**Given records:**

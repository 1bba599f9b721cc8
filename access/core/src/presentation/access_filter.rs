// Copyright (c) 2026 100monkeys.ai
// SPDX-License-Identifier: AGPL-3.0
//! Enforcement middleware for artifact routes
//!
//! Requests against a protected artifact are held until the web access
//! control service answers. Any failure on the decision path denies with 401.

use axum::{
    extract::{Path, Request, State},
    middleware::Next,
    response::{IntoResponse, Response},
};
use std::sync::Arc;
use tracing::{debug, warn};

use crate::domain::authorization::AccessType;
use crate::infrastructure::message_bus::{BusError, BusMessage, ServiceAddress};
use crate::presentation::api::{AppState, ArtifactPath};
use crate::presentation::error::ApiError;

/// Header carrying the requesting agent's WebID
pub const AGENT_HEADER: &str = "X-Agent-WebID";

pub async fn enforce_access(
    State(state): State<Arc<AppState>>,
    Path(target): Path<ArtifactPath>,
    request: Request,
    next: Next,
) -> Response {
    let resource_uri = state.artifact_uri(&target.workspace, &target.artifact);
    let access_type = AccessType::for_method(request.method().as_str());

    if !state.registry.is_protected_for(&resource_uri, access_type) {
        debug!(resource = %resource_uri, %access_type, "Resource not protected");
        return next.run(request).await;
    }

    let requester = request
        .headers()
        .get(AGENT_HEADER)
        .and_then(|value| value.to_str().ok())
        .map(str::trim)
        .filter(|value| !value.is_empty())
        .map(str::to_string);

    let decision = state
        .bus
        .request(
            ServiceAddress::WebAccessControl,
            BusMessage::AuthorizeAccess {
                resource_uri: resource_uri.clone(),
                requester: requester.clone(),
                access_type,
            },
        )
        .await;

    match decision {
        Ok(_) => next.run(request).await,
        Err(BusError::Failed(err)) => ApiError::denied(err.message()).into_response(),
        Err(err) => {
            // the service never recorded this one
            metrics::counter!("ctxguard_access_decisions_total", "decision" => "deny").increment(1);
            warn!(
                resource = %resource_uri,
                requester = requester.as_deref().unwrap_or("<none>"),
                %access_type,
                error = %err,
                "Access decision unavailable, denying"
            );
            ApiError::denied(err.to_string()).into_response()
        }
    }
}

#[cfg(test)]
mod tests {
    use super::*;
    use crate::application::authorization_registry::AuthorizationRegistry;
    use crate::application::wac_service::WebAccessControlService;
    use crate::domain::authorization::ContextBasedAuthorization;
    use crate::domain::errors::AccessError;
    use crate::domain::rdf::Term;
    use crate::infrastructure::message_bus::{spawn_actor, BusHandler, BusReply, Handled, MessageBus};
    use crate::presentation::api::app;
    use async_trait::async_trait;
    use axum::body::{to_bytes, Body};
    use axum::http::{Request as HttpRequest, StatusCode};
    use std::time::Duration;
    use tokio_util::sync::CancellationToken;
    use tower::ServiceExt;

    const BASE: &str = "http://localhost:8080";
    const DOOR: &str = "http://localhost:8080/workspaces/lab/artifacts/door";
    const ALEX: &str = "http://example.org/alexAgent";

    /// Allows only Alex
    struct FakeContext;

    #[async_trait]
    impl BusHandler for FakeContext {
        async fn handle(&mut self, message: BusMessage) -> Handled {
            match message {
                BusMessage::ValidateContextBasedAccess { requester, .. } if requester == ALEX => {
                    Handled::Ready(Ok(BusReply::Accepted))
                }
                BusMessage::ValidateContextBasedAccess { .. } => {
                    Handled::Ready(Err(AccessError::unauthorized("requester is not in lab308")))
                }
                other => Handled::Ready(Err(AccessError::not_found(other.name()))),
            }
        }
    }

    fn setup(with_wac: bool) -> (axum::Router, CancellationToken) {
        let bus = MessageBus::new(Duration::from_millis(200));
        let registry = Arc::new(AuthorizationRegistry::new());
        registry.add_authorization(
            DOOR,
            ContextBasedAuthorization::for_requester(
                DOOR,
                [AccessType::Write],
                Some(Term::iri("http://example.org/LabShape")),
            )
            .unwrap(),
        );
        let cancel = CancellationToken::new();
        spawn_actor(&bus, ServiceAddress::ContextManagement, FakeContext, cancel.clone()).unwrap();
        if with_wac {
            spawn_actor(
                &bus,
                ServiceAddress::WebAccessControl,
                WebAccessControlService::new(registry.clone(), bus.clone()),
                cancel.clone(),
            )
            .unwrap();
        }
        (app(AppState::new(bus, registry, BASE)), cancel)
    }

    fn action(method: &str, path: &str, agent: Option<&str>) -> HttpRequest<Body> {
        let mut builder = HttpRequest::builder().method(method).uri(path);
        if let Some(agent) = agent {
            builder = builder.header(AGENT_HEADER, agent);
        }
        builder.body(Body::empty()).unwrap()
    }

    #[tokio::test]
    async fn test_authorized_write_passes() {
        let (router, cancel) = setup(true);
        let response = router
            .oneshot(action("POST", "/workspaces/lab/artifacts/door/open", Some(ALEX)))
            .await
            .unwrap();
        assert_eq!(response.status(), StatusCode::OK);
        let body = to_bytes(response.into_body(), usize::MAX).await.unwrap();
        assert!(String::from_utf8_lossy(&body).contains("authorized"));
        cancel.cancel();
    }

    #[tokio::test]
    async fn test_unauthorized_write_is_401() {
        let (router, cancel) = setup(true);
        for agent in [Some("http://example.org/bobAgent"), None] {
            let response = router
                .clone()
                .oneshot(action("PUT", "/workspaces/lab/artifacts/door", agent))
                .await
                .unwrap();
            assert_eq!(response.status(), StatusCode::UNAUTHORIZED);
        }
        cancel.cancel();
    }

    #[tokio::test]
    async fn test_read_of_write_only_protected_artifact_passes() {
        let (router, cancel) = setup(true);
        let response = router
            .oneshot(action("GET", "/workspaces/lab/artifacts/door", None))
            .await
            .unwrap();
        assert_eq!(response.status(), StatusCode::OK);
        cancel.cancel();
    }

    #[tokio::test]
    async fn test_options_needs_write_access() {
        let (router, cancel) = setup(true);
        let response = router
            .clone()
            .oneshot(action(
                "OPTIONS",
                "/workspaces/lab/artifacts/door/open",
                Some("http://example.org/bobAgent"),
            ))
            .await
            .unwrap();
        assert_eq!(response.status(), StatusCode::UNAUTHORIZED);

        let response = router
            .oneshot(action("OPTIONS", "/workspaces/lab/artifacts/door/open", Some(ALEX)))
            .await
            .unwrap();
        assert_eq!(response.status(), StatusCode::OK);
        cancel.cancel();
    }

    #[tokio::test]
    async fn test_unprotected_artifact_passes() {
        let (router, cancel) = setup(true);
        let response = router
            .oneshot(action("POST", "/workspaces/lab/artifacts/lamp/toggle", None))
            .await
            .unwrap();
        assert_eq!(response.status(), StatusCode::OK);
        cancel.cancel();
    }

    #[tokio::test]
    async fn test_missing_decision_service_denies() {
        let (router, cancel) = setup(false);
        let response = router
            .oneshot(action("POST", "/workspaces/lab/artifacts/door/open", Some(ALEX)))
            .await
            .unwrap();
        assert_eq!(response.status(), StatusCode::UNAUTHORIZED);
        cancel.cancel();
    }
}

**Your goal:**
Copy each line of the listing above that contains the word "debug".

**Response:**
use tracing::{debug, warn};
        debug!(resource = %resource_uri, %access_type, "Resource not protected");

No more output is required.